Exercise:
Report every line of the data where the string "rest" appears.

[Source records Boundary: Start]

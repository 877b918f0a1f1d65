use std::io;
use std::net::IpAddr;
use std::sync::Arc;

use rustls::pki_types::ServerName;
use rustls::ServerConfig;
use snirect_tls::{verify_origin_cert, SniCertResolver};
use tokio::io::AsyncWriteExt;
use tokio::net::TcpStream;
use tokio_rustls::{TlsAcceptor, TlsConnector};
use tracing::{debug, info, warn};

use crate::bridge::{bridge, Rewind};
use crate::server::{ProxyContext, RequestHead};

const ESTABLISHED: &[u8] = b"HTTP/1.1 200 Connection Established\r\n\r\n";
const DEFAULT_CONNECT_PORT: u16 = 443;

/// The CONNECT state machine: admit, parse, 200, intercept decision, then
/// either a transparent byte tunnel or the MITM path. Everything after the
/// 200 is silent to the client; failures terminate the connection and are
/// only logged.
pub(crate) async fn handle_connect(
    ctx: &Arc<ProxyContext>,
    mut client: TcpStream,
    head: RequestHead,
) -> io::Result<()> {
    let _permit = match &ctx.semaphore {
        Some(semaphore) => match Arc::clone(semaphore).acquire_owned().await {
            Ok(permit) => Some(permit),
            Err(_) => return Ok(()),
        },
        None => None,
    };

    let (host, port) = split_connect_target(&head.target);

    client.write_all(ESTABLISHED).await?;

    if !should_intercept(ctx, &host, port) {
        return tunnel(ctx, client, head, &host, port).await;
    }
    intercept(ctx, client, head, &host, port).await
}

/// MITM only when there is something to gain: an SNI rewrite rule for the
/// host, or a verification policy of Off (origin certificate errors are to
/// be swallowed). Non-HTTPS ports are never intercepted.
fn should_intercept(ctx: &ProxyContext, host: &str, port: u16) -> bool {
    if port != ctx.intercept_port {
        return false;
    }
    if ctx.rules.alter_hostname_for(host).is_some() {
        return true;
    }
    let policy = ctx
        .rules
        .cert_policy_for(host)
        .unwrap_or(&ctx.global_policy);
    !policy.is_enabled()
}

async fn tunnel(
    ctx: &Arc<ProxyContext>,
    mut client: TcpStream,
    head: RequestHead,
    host: &str,
    port: u16,
) -> io::Result<()> {
    let Some(mut origin) = dial_origin(ctx, host, port, head.peer.ip()).await else {
        return Ok(());
    };

    if !head.leftover.is_empty() {
        origin.write_all(&head.leftover).await?;
    }

    info!(client = %head.peer, host, port, "direct tunnel");
    match bridge(&mut client, &mut origin).await {
        Ok((from_client, from_origin)) => {
            debug!(host, from_client, from_origin, "tunnel closed");
            Ok(())
        }
        Err(error) => {
            debug!(host, %error, "tunnel ended with error");
            Ok(())
        }
    }
}

async fn intercept(
    ctx: &Arc<ProxyContext>,
    client: TcpStream,
    head: RequestHead,
    host: &str,
    port: u16,
) -> io::Result<()> {
    // Server half: terminate the client's TLS with a leaf minted for the
    // SNI it asserts (falling back to the CONNECT host).
    let cert_resolver = Arc::new(SniCertResolver::new(
        Arc::clone(&ctx.authority),
        host.to_string(),
    ));
    let server_config = ServerConfig::builder()
        .with_no_client_auth()
        .with_cert_resolver(cert_resolver);
    let acceptor = TlsAcceptor::from(Arc::new(server_config));

    let rewound = Rewind::new(head.leftover.clone(), client);
    let mut client_tls = match acceptor.accept(rewound).await {
        Ok(stream) => stream,
        Err(error) => {
            warn!(client = %head.peer, host, %error, "client TLS handshake failed");
            return Ok(());
        }
    };

    let client_sni = client_tls
        .get_ref()
        .1
        .server_name()
        .map(str::to_string)
        .unwrap_or_else(|| host.to_string());

    let target_sni = select_target_sni(ctx, host, &client_sni);

    let Some(origin_tcp) = dial_origin(ctx, host, port, head.peer.ip()).await else {
        let _ = client_tls.shutdown().await;
        return Ok(());
    };

    // Client half: library verification stays off, the policy check below
    // is authoritative.
    let origin_ip = origin_tcp.peer_addr()?.ip();
    let (tls_config, server_name) = match &target_sni {
        Some(sni) => {
            let name = match ServerName::try_from(sni.clone()) {
                Ok(name) => name,
                Err(_) => {
                    warn!(host, sni = %sni, "rewritten SNI is not a valid server name");
                    let _ = client_tls.shutdown().await;
                    return Ok(());
                }
            };
            (Arc::clone(&ctx.origin_tls), name)
        }
        None => (
            Arc::clone(&ctx.origin_tls_no_sni),
            ServerName::IpAddress(origin_ip.into()),
        ),
    };

    let connector = TlsConnector::from(tls_config);
    let mut origin_tls = match connector.connect(server_name, origin_tcp).await {
        Ok(stream) => stream,
        Err(error) => {
            warn!(host, %error, "origin TLS handshake failed");
            let _ = client_tls.shutdown().await;
            return Ok(());
        }
    };

    if !origin_cert_acceptable(ctx, &origin_tls, host) {
        warn!(host, "origin certificate verification failed");
        let _ = client_tls.shutdown().await;
        let _ = origin_tls.shutdown().await;
        return Ok(());
    }

    info!(
        client = %head.peer,
        host,
        sni = target_sni.as_deref().unwrap_or("<none>"),
        "intercepted tunnel"
    );

    match bridge(&mut client_tls, &mut origin_tls).await {
        Ok((from_client, from_origin)) => {
            debug!(host, from_client, from_origin, "intercepted tunnel closed");
            Ok(())
        }
        Err(error) => {
            debug!(host, %error, "intercepted tunnel ended with error");
            Ok(())
        }
    }
}

/// `None` means the origin handshake omits SNI entirely.
fn select_target_sni(ctx: &ProxyContext, host: &str, client_sni: &str) -> Option<String> {
    match ctx.rules.alter_hostname_for(client_sni) {
        Some("") => {
            debug!(host, "stripping SNI");
            None
        }
        Some(replacement) => {
            if replacement != client_sni {
                debug!(host, from = client_sni, to = replacement, "rewriting SNI");
            }
            Some(replacement.to_string())
        }
        None => Some(client_sni.to_string()),
    }
}

/// Resolve-and-dial with the configured timeout. A dial failure invalidates
/// the resolver cache for the host so the next attempt can pick another
/// address; the current connection is terminated either way.
async fn dial_origin(
    ctx: &Arc<ProxyContext>,
    host: &str,
    port: u16,
    client_ip: IpAddr,
) -> Option<TcpStream> {
    let ip = match ctx.resolver.resolve(host, Some(client_ip)).await {
        Ok(ip) => ip,
        Err(error) => {
            warn!(host, %error, "DNS resolution failed");
            return None;
        }
    };

    match tokio::time::timeout(ctx.config.dial_timeout(), TcpStream::connect((ip, port))).await {
        Ok(Ok(stream)) => Some(stream),
        Ok(Err(error)) => {
            warn!(host, %ip, port, %error, "origin dial failed");
            ctx.resolver.invalidate(host);
            None
        }
        Err(_) => {
            warn!(host, %ip, port, "origin dial timed out");
            ctx.resolver.invalidate(host);
            None
        }
    }
}

fn origin_cert_acceptable<S>(
    ctx: &ProxyContext,
    origin_tls: &tokio_rustls::client::TlsStream<S>,
    host: &str,
) -> bool {
    let policy = ctx
        .rules
        .cert_policy_for(host)
        .unwrap_or(&ctx.global_policy);
    if !policy.is_enabled() {
        return true;
    }

    let Some(leaf) = origin_tls
        .get_ref()
        .1
        .peer_certificates()
        .and_then(|certs| certs.first())
    else {
        return false;
    };
    verify_origin_cert(leaf, host, policy)
}

/// CONNECT authority form, port defaulting to 443. IPv6 literals arrive
/// bracketed.
fn split_connect_target(target: &str) -> (String, u16) {
    if let Some(rest) = target.strip_prefix('[') {
        if let Some((host, after)) = rest.split_once(']') {
            let port = after
                .strip_prefix(':')
                .and_then(|p| p.parse().ok())
                .unwrap_or(DEFAULT_CONNECT_PORT);
            return (host.to_string(), port);
        }
    }

    match target.rsplit_once(':') {
        Some((host, port)) if !host.contains(':') => match port.parse() {
            Ok(port) => (host.to_string(), port),
            Err(_) => (host.to_string(), DEFAULT_CONNECT_PORT),
        },
        _ => (target.to_string(), DEFAULT_CONNECT_PORT),
    }
}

[Source records Boundary: End]

Answer space:
    if let Some(rest) = target.strip_prefix('[') {
        if let Some((host, after)) = rest.split_once(']') {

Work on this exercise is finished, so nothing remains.